The clinical history of antiseptic practice was assembled in the second half of the nineteenth century. The Hungarian obstetrician Ignaz Semmelweis, working at the Vienna General Hospital in the 1840s, observed that puerperal-fever mortality in the medical-student-attended obstetric ward was approximately ten-fold that of the midwife-attended ward; the difference, he concluded after the death of a colleague from a finger pinprick during autopsy, was that the medical students came to deliveries directly from cadaver dissection and carried "cadaveric particles" on their hands. The 1847 introduction of chlorinated-lime hand-washing in the Vienna obstetric ward reduced the puerperal-fever mortality from approximately 18 percent to under 2 percent.[1] Semmelweis's findings were rejected by his contemporaries; he was dismissed from his post, suffered a mental breakdown, was committed to an asylum, and died there in 1865, two weeks after admission, of sepsis from beating by the asylum guards.
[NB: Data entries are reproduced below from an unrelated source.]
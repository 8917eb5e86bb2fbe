//! XT reference price source and account balance query.
//!
//! The ticker is polled over REST once per use; there is no stream. Failures
//! never escape [`PriceSource::latest_price`]: they are logged and reported
//! as an unavailable price.

use std::collections::BTreeMap;
use std::time::{Duration, SystemTime, UNIX_EPOCH};

use async_trait::async_trait;
use hmac::{Hmac, Mac};
use rust_decimal::Decimal;
use serde::Deserialize;
use sha2::Sha256;
use tracing::{debug, warn};

use crate::error::MmError;
use crate::gateway::PriceSource;

/// Client-side timeout for every XT request.
const HTTP_TIMEOUT: Duration = Duration::from_millis(2500);

#[derive(Debug, Deserialize)]
struct TickerMsg {
    price: Option<Decimal>,
}

#[derive(Debug, Deserialize)]
struct BalanceMsg {
    #[serde(default)]
    data: Option<BTreeMap<String, AssetBalance>>,
    #[serde(default)]
    info: Option<String>,
}

/// Spot balance of one asset.
#[derive(Debug, Clone, PartialEq, Deserialize)]
pub struct AssetBalance {
    pub available: Decimal,
    pub freeze: Decimal,
}

/// REST client for the XT public ticker and signed account endpoints.
#[derive(Debug, Clone)]
pub struct XtClient {
    client: reqwest::Client,
    base_url: String,
    access_key: Option<String>,
    secret_key: Option<String>,
}

impl XtClient {
    pub fn new(
        base_url: &str,
        access_key: Option<String>,
        secret_key: Option<String>,
    ) -> Result<Self, MmError> {
        let client = reqwest::Client::builder().timeout(HTTP_TIMEOUT).build()?;
        Ok(Self {
            client,
            base_url: base_url.trim_end_matches('/').to_string(),
            access_key,
            secret_key,
        })
    }

    /// Last traded price of `market` (e.g. `"btc_usdt"`).
    pub async fn get_latest_price(&self, market: &str) -> Result<Decimal, MmError> {
        let url = format!("{}/data/api/v1/getTicker", self.base_url);
        let resp = self
            .client
            .get(&url)
            .query(&[("market", market)])
            .send()
            .await?
            .error_for_status()?;
        let ticker: TickerMsg = resp.json().await?;
        ticker
            .price
            .filter(|p| *p > Decimal::ZERO)
            .ok_or_else(|| MmError::PriceUnavailable(market.to_string()))
    }

    /// Spot balances keyed by lower-case asset symbol.
    pub async fn get_balance(&self) -> Result<BTreeMap<String, AssetBalance>, MmError> {
        let (access_key, secret_key) = match (&self.access_key, &self.secret_key) {
            (Some(a), Some(s)) => (a, s),
            _ => {
                return Err(MmError::Config(
                    "XT access key and secret key are required for balance queries".into(),
                ))
            }
        };

        let mut params = vec![
            ("accessKey", access_key.clone()),
            ("nonce", epoch_ms().to_string()),
        ];
        let signature = sign_params(&params, secret_key)?;
        params.push(("signature", signature));

        let url = format!("{}/trade/api/v1/getBalance", self.base_url);
        let resp = self
            .client
            .get(&url)
            .query(&params)
            .send()
            .await?
            .error_for_status()?;
        let msg: BalanceMsg = resp.json().await?;
        msg.data.ok_or_else(|| {
            MmError::Config(format!(
                "balance query rejected: {}",
                msg.info.unwrap_or_else(|| "no data".into())
            ))
        })
    }
}

#[async_trait]
impl PriceSource for XtClient {
    async fn latest_price(&self, symbol: &str) -> Option<Decimal> {
        match self.get_latest_price(symbol).await {
            Ok(price) => {
                debug!(symbol, %price, "reference price");
                Some(price)
            }
            Err(e) => {
                warn!(symbol, error = %e, "reference price unavailable");
                None
            }
        }
    }
}

/// Hex HMAC-SHA256 over `k1=v1&k2=v2...` in the given order.
pub fn sign_params(params: &[(&str, String)], secret_key: &str) -> Result<String, MmError> {
    let query = params
        .iter()
        .map(|(k, v)| format!("{k}={v}"))
        .collect::<Vec<_>>()
        .join("&");
    let mut mac = Hmac::<Sha256>::new_from_slice(secret_key.as_bytes())
        .map_err(|e| MmError::Config(format!("invalid XT secret key: {e}")))?;
    mac.update(query.as_bytes());
    Ok(hex::encode(mac.finalize().into_bytes()))
}

fn epoch_ms() -> u64 {
    SystemTime::now()
        .duration_since(UNIX_EPOCH)
        .unwrap_or_default()
        .as_millis() as u64
}

#[cfg(test)]
mod tests {
    use super::*;
    use rust_decimal_macros::dec;
    use wiremock::matchers::{method, path, query_param};
    use wiremock::{Mock, MockServer, ResponseTemplate};

    #[test]
    fn test_sign_params_deterministic_and_keyed() {
        let params = vec![("accessKey", "abc".to_string()), ("nonce", "1".to_string())];
        let sig = sign_params(&params, "secret").unwrap();
        assert_eq!(sig.len(), 64);
        assert_eq!(sig, sign_params(&params, "secret").unwrap());
        assert_ne!(sig, sign_params(&params, "other").unwrap());
    }

    #[tokio::test]
    async fn test_latest_price_parses_number_and_string() {
        let server = MockServer::start().await;
        Mock::given(method("GET"))
            .and(path("/data/api/v1/getTicker"))
            .and(query_param("market", "btc_usdt"))
            .respond_with(ResponseTemplate::new(200).set_body_json(serde_json::json!({"price": 61000})))
            .mount(&server)
            .await;
        Mock::given(method("GET"))
            .and(path("/data/api/v1/getTicker"))
            .and(query_param("market", "tomo_usdt"))
            .respond_with(ResponseTemplate::new(200).set_body_json(serde_json::json!({"price": "0.3512"})))
            .mount(&server)
            .await;

        let xt = XtClient::new(&server.uri(), None, None).unwrap();
        assert_eq!(xt.latest_price("btc_usdt").await, Some(dec!(61000)));
        assert_eq!(xt.latest_price("tomo_usdt").await, Some(dec!(0.3512)));
    }

    #[tokio::test]
    async fn test_latest_price_failure_is_none() {
        let server = MockServer::start().await;
        Mock::given(method("GET"))
            .and(path("/data/api/v1/getTicker"))
            .respond_with(ResponseTemplate::new(500))
            .mount(&server)
            .await;

        let xt = XtClient::new(&server.uri(), None, None).unwrap();
        assert_eq!(xt.latest_price("btc_usdt").await, None);
    }

    #[tokio::test]
    async fn test_latest_price_zero_is_none() {
        let server = MockServer::start().await;
        Mock::given(method("GET"))
            .and(path("/data/api/v1/getTicker"))
            .respond_with(ResponseTemplate::new(200).set_body_json(serde_json::json!({"price": 0})))
            .mount(&server)
            .await;

        let xt = XtClient::new(&server.uri(), None, None).unwrap();
        assert_eq!(xt.latest_price("btc_usdt").await, None);
    }

    #[tokio::test]
    async fn test_balance_requires_keys() {
        let xt = XtClient::new("http://127.0.0.1:1", None, None).unwrap();
        assert!(matches!(xt.get_balance().await, Err(MmError::Config(_))));
    }

    #[tokio::test]
    async fn test_balance_signed_request() {
        let server = MockServer::start().await;
        Mock::given(method("GET"))
            .and(path("/trade/api/v1/getBalance"))
            .and(query_param("accessKey", "ak"))
            .respond_with(ResponseTemplate::new(200).set_body_json(serde_json::json!({
                "code": 200,
                "data": {
                    "usdt": {"available": "150", "freeze": "0"},
                    "btc": {"available": "0.001", "freeze": "0"}
                }
            })))
            .mount(&server)
            .await;

        let xt = XtClient::new(&server.uri(), Some("ak".into()), Some("sk".into())).unwrap();
        let balances = xt.get_balance().await.unwrap();
        assert_eq!(balances["usdt"].available, dec!(150));
        assert_eq!(balances["btc"].available, dec!(0.001));

        let requests = server.received_requests().await.unwrap();
        let query: BTreeMap<_, _> = requests[0].url.query_pairs().into_owned().collect();
        let expected = sign_params(
            &[("accessKey", "ak".to_string()), ("nonce", query["nonce"].clone())],
            "sk",
        )
        .unwrap();
        assert_eq!(query["signature"], expected);
    }
}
The British surgeon Joseph Lister, working at the Glasgow Royal Infirmary in the 1860s and inspired by Pasteur's germ-theory work in fermentation, introduced carbolic acid (phenol) as a surgical antiseptic. His 1867 Lancet paper, "On a new method of treating compound fracture, abscess, etc., with observations on the conditions of suppuration", reported sustained reductions in surgical-wound infection and amputation-stump mortality with carbolic-acid spray and dressing.[2] Lister's antiseptic technique was the foundational event of modern surgical practice; his name survives in Listerine (originally a surgical antiseptic, then a mouthwash) and in the bacterial genus Listeria (named for him by Pirie in 1940).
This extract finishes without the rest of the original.